WORK TASK: Reproduce exactly the lines below, from the first through the one containing "#[derive(Debug, Clone)]", and nothing more.

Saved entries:
#####

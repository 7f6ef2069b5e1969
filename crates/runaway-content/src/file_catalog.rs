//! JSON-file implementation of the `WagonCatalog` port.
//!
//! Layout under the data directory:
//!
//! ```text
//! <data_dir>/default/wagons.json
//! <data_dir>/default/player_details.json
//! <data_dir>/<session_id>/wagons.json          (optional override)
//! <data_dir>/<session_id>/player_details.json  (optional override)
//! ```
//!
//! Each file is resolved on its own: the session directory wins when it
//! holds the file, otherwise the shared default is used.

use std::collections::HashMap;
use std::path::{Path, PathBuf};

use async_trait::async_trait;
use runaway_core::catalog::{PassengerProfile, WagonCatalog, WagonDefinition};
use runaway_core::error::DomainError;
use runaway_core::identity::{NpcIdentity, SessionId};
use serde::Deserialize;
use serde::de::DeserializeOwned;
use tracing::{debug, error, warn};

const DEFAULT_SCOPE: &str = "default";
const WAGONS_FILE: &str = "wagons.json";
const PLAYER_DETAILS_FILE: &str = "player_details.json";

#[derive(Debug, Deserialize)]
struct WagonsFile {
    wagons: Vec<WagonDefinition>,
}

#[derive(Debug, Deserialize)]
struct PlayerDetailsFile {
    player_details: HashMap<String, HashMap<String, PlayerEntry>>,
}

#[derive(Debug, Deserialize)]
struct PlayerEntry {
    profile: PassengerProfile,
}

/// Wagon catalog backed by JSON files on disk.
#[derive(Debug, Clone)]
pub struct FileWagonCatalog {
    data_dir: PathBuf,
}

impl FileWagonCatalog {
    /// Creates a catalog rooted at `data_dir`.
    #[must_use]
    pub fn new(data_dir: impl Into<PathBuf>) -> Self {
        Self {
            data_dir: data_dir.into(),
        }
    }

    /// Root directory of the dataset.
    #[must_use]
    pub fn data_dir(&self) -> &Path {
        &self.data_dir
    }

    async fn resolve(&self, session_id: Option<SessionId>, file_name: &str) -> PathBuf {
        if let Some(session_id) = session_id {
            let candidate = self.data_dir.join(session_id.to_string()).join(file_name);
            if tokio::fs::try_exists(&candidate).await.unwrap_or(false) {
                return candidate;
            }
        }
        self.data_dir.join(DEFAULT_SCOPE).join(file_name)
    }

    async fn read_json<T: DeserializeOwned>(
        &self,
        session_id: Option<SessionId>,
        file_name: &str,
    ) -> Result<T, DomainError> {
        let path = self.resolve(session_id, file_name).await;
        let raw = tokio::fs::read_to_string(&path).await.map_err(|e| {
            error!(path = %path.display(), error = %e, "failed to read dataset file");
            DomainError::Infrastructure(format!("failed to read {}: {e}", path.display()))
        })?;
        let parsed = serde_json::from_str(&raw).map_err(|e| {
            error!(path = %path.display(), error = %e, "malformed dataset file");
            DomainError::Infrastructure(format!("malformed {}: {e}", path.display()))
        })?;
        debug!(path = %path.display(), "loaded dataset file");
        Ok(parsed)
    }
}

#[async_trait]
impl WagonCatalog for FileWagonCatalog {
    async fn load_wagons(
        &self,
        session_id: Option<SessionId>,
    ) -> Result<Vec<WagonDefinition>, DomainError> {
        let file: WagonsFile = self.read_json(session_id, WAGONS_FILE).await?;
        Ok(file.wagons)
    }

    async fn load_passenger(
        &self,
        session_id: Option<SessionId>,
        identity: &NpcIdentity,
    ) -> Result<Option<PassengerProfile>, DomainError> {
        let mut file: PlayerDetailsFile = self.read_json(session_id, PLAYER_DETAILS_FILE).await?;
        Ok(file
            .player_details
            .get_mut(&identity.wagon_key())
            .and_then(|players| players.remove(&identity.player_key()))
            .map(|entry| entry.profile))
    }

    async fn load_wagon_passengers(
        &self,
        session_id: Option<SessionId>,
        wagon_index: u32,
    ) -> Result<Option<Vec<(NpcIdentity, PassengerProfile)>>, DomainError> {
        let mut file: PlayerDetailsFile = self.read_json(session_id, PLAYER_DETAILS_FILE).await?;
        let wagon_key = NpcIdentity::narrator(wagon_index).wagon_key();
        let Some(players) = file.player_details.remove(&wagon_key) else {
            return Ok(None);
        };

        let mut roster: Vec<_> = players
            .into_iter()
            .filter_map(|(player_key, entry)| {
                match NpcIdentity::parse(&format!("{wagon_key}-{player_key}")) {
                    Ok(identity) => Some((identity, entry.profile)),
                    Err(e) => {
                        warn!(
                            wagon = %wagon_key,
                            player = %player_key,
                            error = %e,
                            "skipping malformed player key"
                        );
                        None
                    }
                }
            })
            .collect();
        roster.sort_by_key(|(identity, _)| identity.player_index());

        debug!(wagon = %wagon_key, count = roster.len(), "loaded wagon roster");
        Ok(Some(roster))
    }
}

#####

THE COMPLETED TASK:
repository 7f6ef2069b5e1969
filename crates/runaway-content/src/file_catalog.rs
//! JSON-file implementation of the `WagonCatalog` port.
//!
//! Layout under the data directory:
//!
//! ```text
//! <data_dir>/default/wagons.json
//! <data_dir>/default/player_details.json
//! <data_dir>/<session_id>/wagons.json          (optional override)
//! <data_dir>/<session_id>/player_details.json  (optional override)
//! ```
//!
//! Each file is resolved on its own: the session directory wins when it
//! holds the file, otherwise the shared default is used.

use std::collections::HashMap;
use std::path::{Path, PathBuf};

use async_trait::async_trait;
use runaway_core::catalog::{PassengerProfile, WagonCatalog, WagonDefinition};
use runaway_core::error::DomainError;
use runaway_core::identity::{NpcIdentity, SessionId};
use serde::Deserialize;
use serde::de::DeserializeOwned;
use tracing::{debug, error, warn};

const DEFAULT_SCOPE: &str = "default";
const WAGONS_FILE: &str = "wagons.json";
const PLAYER_DETAILS_FILE: &str = "player_details.json";

#[derive(Debug, Deserialize)]
struct WagonsFile {
    wagons: Vec<WagonDefinition>,
}

#[derive(Debug, Deserialize)]
struct PlayerDetailsFile {
    player_details: HashMap<String, HashMap<String, PlayerEntry>>,
}

#[derive(Debug, Deserialize)]
struct PlayerEntry {
    profile: PassengerProfile,
}

/// Wagon catalog backed by JSON files on disk.
#[derive(Debug, Clone)]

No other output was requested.